*** Opening DATA PROVIDED ***

//! Application configuration.
//!
//! Every setting has a working default; [`AppConfig::from_env`] overrides
//! them from `TESSERA_*` environment variables.
//!
//! | variable | setting |
//! |----------|---------|
//! | `TESSERA_HOST` | bind address |
//! | `TESSERA_PORT` | bind port |
//! | `TESSERA_BASE_PATH` | prefix for derived action routes |
//! | `TESSERA_LANGUAGE` | `lang` attribute of rendered documents |
//! | `TESSERA_SESSION_COOKIE` | session cookie name |
//! | `TESSERA_COOKIE_SECURE` | whether the session cookie is `Secure` |
//! | `TESSERA_LOADER_DELAY_MS` | delay before the loading overlay appears |
//! | `TESSERA_MAX_BODY_BYTES` | largest request body the server reads |

use crate::Error;
use std::env;
use std::net::{IpAddr, Ipv4Addr, SocketAddr};
use std::time::Duration;

/// Environment variable prefix.
pub const ENV_PREFIX: &str = "TESSERA";

/// Default request body limit, 1 MiB.
pub const DEFAULT_MAX_BODY_BYTES: usize = 1024 * 1024;

/// Cookie SameSite attribute
#[derive(Debug, Clone, Copy, PartialEq, Eq)]
pub enum SameSite {
    Strict,
    Lax,
    None,
}

impl SameSite {
    pub fn as_str(&self) -> &'static str {
        match self {
            SameSite::Strict => "Strict",
            SameSite::Lax => "Lax",
            SameSite::None => "None",
        }
    }
}

/// Session cookie settings.
#[derive(Debug, Clone)]
pub struct CookieConfig {
    /// Cookie name
    pub name: String,
    /// Cookie path
    pub path: String,
    /// Cookie secure flag (HTTPS only)
    pub secure: bool,
    /// Cookie HttpOnly flag
    pub http_only: bool,
    /// Cookie SameSite policy
    pub same_site: SameSite,
    /// Length of freshly minted session tokens
    pub token_length: usize,
}

impl Default for CookieConfig {
    fn default() -> Self {
        Self {
            name: "session_id".to_string(),
            path: "/".to_string(),
            secure: true,
            http_only: true,
            same_site: SameSite::Strict,
            token_length: 30,
        }
    }
}

impl CookieConfig {
    /// Render a `Set-Cookie` header value for `value`.
    pub fn header_value(&self, value: &str) -> String {
        let mut cookie = format!("{}={}; Path={}", self.name, value, self.path);

        if self.secure {
            cookie.push_str("; Secure");
        }

        if self.http_only {
            cookie.push_str("; HttpOnly");
        }

        cookie.push_str(&format!("; SameSite={}", self.same_site.as_str()));
        cookie
    }
}

/// Client runtime presentation settings.
#[derive(Debug, Clone)]
pub struct RuntimeConfig {
    /// How long a request may run before the loading overlay appears
    pub loader_delay: Duration,
    /// Markup shown inside the loading overlay
    pub loader_text: String,
    /// Classes of the loading overlay
    pub loader_class: String,
    /// How long toast messages stay on screen
    pub toast_duration: Duration,
}

impl Default for RuntimeConfig {
    fn default() -> Self {
        Self {
            loader_delay: Duration::from_millis(100),
            loader_text: "Loading ...".to_string(),
            loader_class: "fixed inset-0 flex gap-4 items-center justify-center z-50 bg-white opacity-75 font-bold text-3xl".to_string(),
            toast_duration: Duration::from_secs(5),
        }
    }
}

/// Top-level configuration of a Tessera application.
#[derive(Debug, Clone)]
pub struct AppConfig {
    /// Address the server binds to
    pub addr: SocketAddr,
    /// Prefix for derived action routes
    pub base_path: String,
    /// Document language
    pub language: String,
    /// Session cookie settings
    pub cookie: CookieConfig,
    /// Client runtime settings
    pub runtime: RuntimeConfig,
    /// Bodies longer than this are not read
    pub max_body_bytes: usize,
}

impl Default for AppConfig {
    fn default() -> Self {
        Self {
            addr: SocketAddr::new(IpAddr::V4(Ipv4Addr::UNSPECIFIED), 1422),
            base_path: "/".to_string(),
            language: "en".to_string(),
            cookie: CookieConfig::default(),
            runtime: RuntimeConfig::default(),
            max_body_bytes: DEFAULT_MAX_BODY_BYTES,
        }
    }
}

impl AppConfig {
    pub fn new() -> Self {
        Self::default()
    }

    /// Build a configuration from `TESSERA_*` environment variables,
    /// falling back to defaults for anything unset.
    pub fn from_env() -> Result<Self, Error> {
        let mut config = Self::default();

        if let Some(host) = var("HOST") {
            let ip: IpAddr = host
                .parse()
                .map_err(|_| Error::Config(format!("invalid {ENV_PREFIX}_HOST: {host}")))?;
            config.addr.set_ip(ip);
        }

        if let Some(port) = var("PORT") {
            let port: u16 = port
                .parse()
                .map_err(|_| Error::Config(format!("invalid {ENV_PREFIX}_PORT: {port}")))?;
            config.addr.set_port(port);
        }

        if let Some(base_path) = var("BASE_PATH") {
            config.base_path = base_path;
        }

        if let Some(language) = var("LANGUAGE") {
            config.language = language;
        }

        if let Some(name) = var("SESSION_COOKIE") {
            config.cookie.name = name;
        }

        if let Some(secure) = var("COOKIE_SECURE") {
            config.cookie.secure = flag(&secure);
        }

        if let Some(delay) = var("LOADER_DELAY_MS") {
            let millis: u64 = delay.parse().map_err(|_| {
                Error::Config(format!("invalid {ENV_PREFIX}_LOADER_DELAY_MS: {delay}"))
            })?;
            config.runtime.loader_delay = Duration::from_millis(millis);
        }

        if let Some(limit) = var("MAX_BODY_BYTES") {
            config.max_body_bytes = limit.parse().map_err(|_| {
                Error::Config(format!("invalid {ENV_PREFIX}_MAX_BODY_BYTES: {limit}"))
            })?;
        }

        Ok(config)
    }

    pub fn with_port(mut self, port: u16) -> Self {
        self.addr.set_port(port);
        self
    }

    pub fn with_addr(mut self, addr: SocketAddr) -> Self {
        self.addr = addr;
        self
    }

    pub fn with_base_path(mut self, base_path: impl Into<String>) -> Self {
        self.base_path = base_path.into();
        self
    }

    pub fn with_language(mut self, language: impl Into<String>) -> Self {
        self.language = language.into();
        self
    }

    pub fn with_cookie_name(mut self, name: impl Into<String>) -> Self {
        self.cookie.name = name.into();
        self
    }

    pub fn with_cookie_secure(mut self, secure: bool) -> Self {
        self.cookie.secure = secure;
        self
    }

    pub fn with_loader_delay(mut self, delay: Duration) -> Self {
        self.runtime.loader_delay = delay;
        self
    }

    pub fn with_toast_duration(mut self, duration: Duration) -> Self {
        self.runtime.toast_duration = duration;
        self
    }

    pub fn with_max_body_bytes(mut self, limit: usize) -> Self {
        self.max_body_bytes = limit;
        self
    }
}

fn var(key: &str) -> Option<String> {
    env::var(format!("{ENV_PREFIX}_{key}")).ok()
}

fn flag(value: &str) -> bool {
    value == "1" || value.eq_ignore_ascii_case("true")
}

#[cfg(test)]
mod tests {
    use super::*;

    #[test]
    fn test_defaults() {
        let config = AppConfig::default();
        assert_eq!(config.addr.port(), 1422);
        assert_eq!(config.base_path, "/");
        assert_eq!(config.cookie.name, "session_id");
        assert_eq!(config.cookie.token_length, 30);
        assert_eq!(config.runtime.loader_delay, Duration::from_millis(100));
        assert_eq!(config.max_body_bytes, DEFAULT_MAX_BODY_BYTES);
    }

    #[test]
    fn test_cookie_header_value() {
        let header = CookieConfig::default().header_value("tok");
        assert_eq!(
            header,
            "session_id=tok; Path=/; Secure; HttpOnly; SameSite=Strict"
        );
    }

    #[test]
    fn test_insecure_cookie() {
        let cookie = CookieConfig {
            secure: false,
            same_site: SameSite::Lax,
            ..CookieConfig::default()
        };
        let header = cookie.header_value("tok");
        assert!(!header.contains("Secure"));
        assert!(header.ends_with("SameSite=Lax"));
    }

    #[test]
    fn test_builder() {
        let config = AppConfig::new()
            .with_port(8080)
            .with_base_path("/ui")
            .with_language("sk")
            .with_cookie_secure(false);

        assert_eq!(config.addr.port(), 8080);
        assert_eq!(config.base_path, "/ui");
        assert_eq!(config.language, "sk");
        assert!(!config.cookie.secure);
    }

    #[test]
    fn test_flag_parsing() {
        assert!(flag("1"));
        assert!(flag("TRUE"));
        assert!(!flag("0"));
        assert!(!flag("no"));
    }
}
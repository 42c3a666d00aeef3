// Application bootstrapper and HTTP server

use crate::client::Document;
use crate::{
    Action, AppConfig, Context, Dispatcher, Error, HttpRequest, HttpResponse, Registry,
};
use bytes::Bytes;
use http_body_util::{BodyExt, Full, Limited};
use hyper::server::conn::http1;
use hyper::service::service_fn;
use hyper::{Request, Response, body::Incoming as IncomingBody};
use hyper_util::rt::TokioIo;
use std::convert::Infallible;
use std::future::Future;
use std::net::SocketAddr;
use std::sync::Arc;
use tessera_session::{MemorySessionStore, SessionStore};
use tokio::net::TcpListener;

/// The main application struct: one registry, one session store and one
/// document shell per running server.
pub struct App {
    registry: Arc<Registry>,
    sessions: Arc<dyn SessionStore>,
    config: Arc<AppConfig>,
    document: Arc<Document>,
}

impl App {
    /// Create an application with in-memory sessions.
    pub fn new(config: AppConfig) -> Self {
        Self {
            registry: Arc::new(Registry::with_base_path(config.base_path.clone())),
            sessions: Arc::new(MemorySessionStore::new()),
            document: Arc::new(Document::new(&config)),
            config: Arc::new(config),
        }
    }

    /// Create an application configured from `TESSERA_*` variables.
    pub fn from_env() -> Result<Self, Error> {
        Ok(Self::new(AppConfig::from_env()?))
    }

    /// Use `store` for session blobs.
    pub fn with_sessions(mut self, store: Arc<dyn SessionStore>) -> Self {
        self.sessions = store;
        self
    }

    pub fn registry(&self) -> &Arc<Registry> {
        &self.registry
    }

    pub fn config(&self) -> &AppConfig {
        &self.config
    }

    /// Bind a page handler to `path`.
    ///
    /// # Panics
    ///
    /// Panics when `path` is already bound to another handler.
    pub fn page<F, Fut>(&self, path: &str, func: F) -> Action
    where
        F: Fn(Context) -> Fut + Send + Sync + 'static,
        Fut: Future<Output = String> + Send + 'static,
    {
        self.registry.page(path, func)
    }

    /// Register a handler under its derived route.
    ///
    /// # Panics
    ///
    /// Panics on a route collision.
    pub fn callable<F, Fut>(&self, func: F) -> Action
    where
        F: Fn(Context) -> Fut + Send + Sync + 'static,
        Fut: Future<Output = String> + Send + 'static,
    {
        self.registry.callable(func)
    }

    /// Register a handler under an explicit name.
    ///
    /// # Panics
    ///
    /// Panics on a route collision.
    pub fn action<F, Fut>(&self, name: &str, func: F) -> Action
    where
        F: Fn(Context) -> Fut + Send + Sync + 'static,
        Fut: Future<Output = String> + Send + 'static,
    {
        self.registry.action(name, func)
    }

    /// Add a `<meta name="description">` to every document.
    pub fn description(&mut self, description: &str) {
        Arc::make_mut(&mut self.document).description(description);
    }

    /// Add a raw head entry to every document.
    pub fn head(&mut self, entry: impl Into<String>) {
        Arc::make_mut(&mut self.document).head(entry);
    }

    /// Shared document shell, for handlers that render whole pages.
    pub fn document(&self) -> Arc<Document> {
        self.document.clone()
    }

    /// Render a full document around `body`.
    pub fn html(&self, title: &str, body: &str) -> String {
        self.document.render(title, body)
    }

    pub fn dispatcher(&self) -> Dispatcher {
        Dispatcher::new(
            self.registry.clone(),
            self.sessions.clone(),
            self.config.clone(),
        )
    }

    /// Start the HTTP server on the configured address
    pub async fn listen(self) -> Result<(), Error> {
        let listener = TcpListener::bind(self.config.addr).await?;
        self.serve(listener).await
    }

    /// Serve connections from an already bound listener
    pub async fn serve(self, listener: TcpListener) -> Result<(), Error> {
        tracing::info!(addr = %listener.local_addr()?, routes = self.registry.len(), "Listening");

        let dispatcher = Arc::new(self.dispatcher());

        loop {
            let (stream, remote) = listener.accept().await?;
            let io = TokioIo::new(stream);
            let dispatcher = dispatcher.clone();

            tokio::spawn(async move {
                let service = service_fn(move |req: Request<IncomingBody>| {
                    let dispatcher = dispatcher.clone();
                    async move { handle_request(req, remote, dispatcher).await }
                });

                if let Err(err) = http1::Builder::new().serve_connection(io, service).await {
                    tracing::debug!(error = %err, remote = %remote, "Error serving connection");
                }
            });
        }
    }
}

impl std::fmt::Debug for App {
    fn fmt(&self, f: &mut std::fmt::Formatter<'_>) -> std::fmt::Result {
        f.debug_struct("App")
            .field("registry", &self.registry)
            .field("config", &self.config)
            .finish()
    }
}

/// Handle an incoming HTTP request
async fn handle_request(
    req: Request<IncomingBody>,
    remote: SocketAddr,
    dispatcher: Arc<Dispatcher>,
) -> Result<Response<Full<Bytes>>, Infallible> {
    let method = req.method().to_string();
    let target = req
        .uri()
        .path_and_query()
        .map(|p| p.as_str().to_string())
        .unwrap_or_else(|| req.uri().path().to_string());

    let mut request = HttpRequest::new(method, target).with_remote_addr(remote);

    for (name, value) in req.headers() {
        if let Ok(value) = value.to_str() {
            request.headers.insert(name.to_string(), value.to_string());
        }
    }

    // A failed read is the handler's to report.
    match read_body(req.into_body(), dispatcher.config().max_body_bytes).await {
        Ok(body) => request.body = body,
        Err(err) => {
            tracing::warn!(error = %err, path = %request.path, "Failed to read request body");
            request.body_error = Some(err);
        }
    }

    Ok(into_hyper(dispatcher.dispatch(request).await))
}

/// Collect at most `limit` bytes of `body`.
async fn read_body<B>(body: B, limit: usize) -> Result<Vec<u8>, String>
where
    B: hyper::body::Body,
    B::Error: Into<Box<dyn std::error::Error + Send + Sync>>,
{
    match Limited::new(body, limit).collect().await {
        Ok(collected) => Ok(collected.to_bytes().to_vec()),
        Err(err) => Err(err.to_string()),
    }
}

fn into_hyper(response: HttpResponse) -> Response<Full<Bytes>> {
    let mut builder = Response::builder().status(response.status);

    for (key, value) in response.headers {
        builder = builder.header(key, value);
    }

    builder
        .body(Full::new(Bytes::from(response.body)))
        .unwrap_or_else(|err| {
            tracing::error!(error = %err, "Failed to build response");
            let mut fallback = Response::new(Full::new(Bytes::new()));
            *fallback.status_mut() = hyper::StatusCode::INTERNAL_SERVER_ERROR;
            fallback
        })
}

#[cfg(test)]
mod tests {
    use super::*;

    async fn home(_ctx: Context) -> String {
        "home".to_string()
    }

    #[test]
    fn test_registry_uses_base_path() {
        let app = App::new(AppConfig::default().with_base_path("/ui"));
        async fn save(_ctx: Context) -> String {
            String::new()
        }
        let action = app.action("save", save);
        assert_eq!(action.route().as_str(), "/ui/save");
    }

    #[test]
    fn test_html_includes_description() {
        let mut app = App::new(AppConfig::default());
        app.description("Demo");
        let html = app.html("Title", "<main></main>");
        assert!(html.contains(r#"<meta name="description" content="Demo">"#));
        assert!(html.contains("<title>Title</title>"));
    }

    #[test]
    fn test_into_hyper_keeps_status_and_headers() {
        let response = into_hyper(HttpResponse::not_found());
        assert_eq!(response.status(), 404);
        assert_eq!(
            response.headers().get("Content-Type").unwrap(),
            "text/plain; charset=utf-8"
        );
    }

    #[tokio::test]
    async fn test_read_body_within_limit() {
        let body = Full::new(Bytes::from_static(b"[]"));
        assert_eq!(read_body(body, 2).await.unwrap(), b"[]");
    }

    #[tokio::test]
    async fn test_read_body_over_limit_fails() {
        let body = Full::new(Bytes::from(vec![b'x'; 65]));
        assert!(read_body(body, 64).await.is_err());
    }

    async fn count(ctx: Context) -> String {
        match ctx.body_items() {
            Ok(items) => items.len().to_string(),
            Err(err) => err.to_string(),
        }
    }

    #[tokio::test]
    async fn test_oversized_body_is_reported_to_handler() {
        use tokio::io::{AsyncReadExt, AsyncWriteExt};

        let app = App::new(AppConfig::default().with_max_body_bytes(16));
        let action = app.action("count", count);

        let listener = TcpListener::bind("127.0.0.1:0").await.unwrap();
        let addr = listener.local_addr().unwrap();
        tokio::spawn(app.serve(listener));

        let body = r#"[{"name":"a","type":"int","value":"1"}]"#;
        let request = format!(
            "POST {} HTTP/1.1\r\nHost: localhost\r\nContent-Length: {}\r\nConnection: close\r\n\r\n{body}",
            action.route(),
            body.len(),
        );

        let mut stream = tokio::net::TcpStream::connect(addr).await.unwrap();
        stream.write_all(request.as_bytes()).await.unwrap();

        let mut raw = String::new();
        stream.read_to_string(&mut raw).await.unwrap();

        assert!(raw.starts_with("HTTP/1.1 200 OK"));
        assert!(raw.contains("Failed to read request body"));
    }

    #[tokio::test]
    async fn test_serves_over_tcp() {
        use tokio::io::{AsyncReadExt, AsyncWriteExt};

        let app = App::new(AppConfig::default());
        app.page("/", home);

        let listener = TcpListener::bind("127.0.0.1:0").await.unwrap();
        let addr = listener.local_addr().unwrap();
        tokio::spawn(app.serve(listener));

        let mut stream = tokio::net::TcpStream::connect(addr).await.unwrap();
        stream
            .write_all(b"GET / HTTP/1.1\r\nHost: localhost\r\nConnection: close\r\n\r\n")
            .await
            .unwrap();

        let mut raw = String::new();
        stream.read_to_string(&mut raw).await.unwrap();

        assert!(raw.starts_with("HTTP/1.1 200 OK"));
        assert!(raw.to_ascii_lowercase().contains("set-cookie: session_id="));
        assert!(raw.ends_with("home"));
    }
}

*** Closing DATA PROVIDED ***

- EXERCISE
Copy out every line in the listing where the word "attribute" appears.

- OUTPUT BELOW
//! | `TESSERA_LANGUAGE` | `lang` attribute of rendered documents |
/// Cookie SameSite attribute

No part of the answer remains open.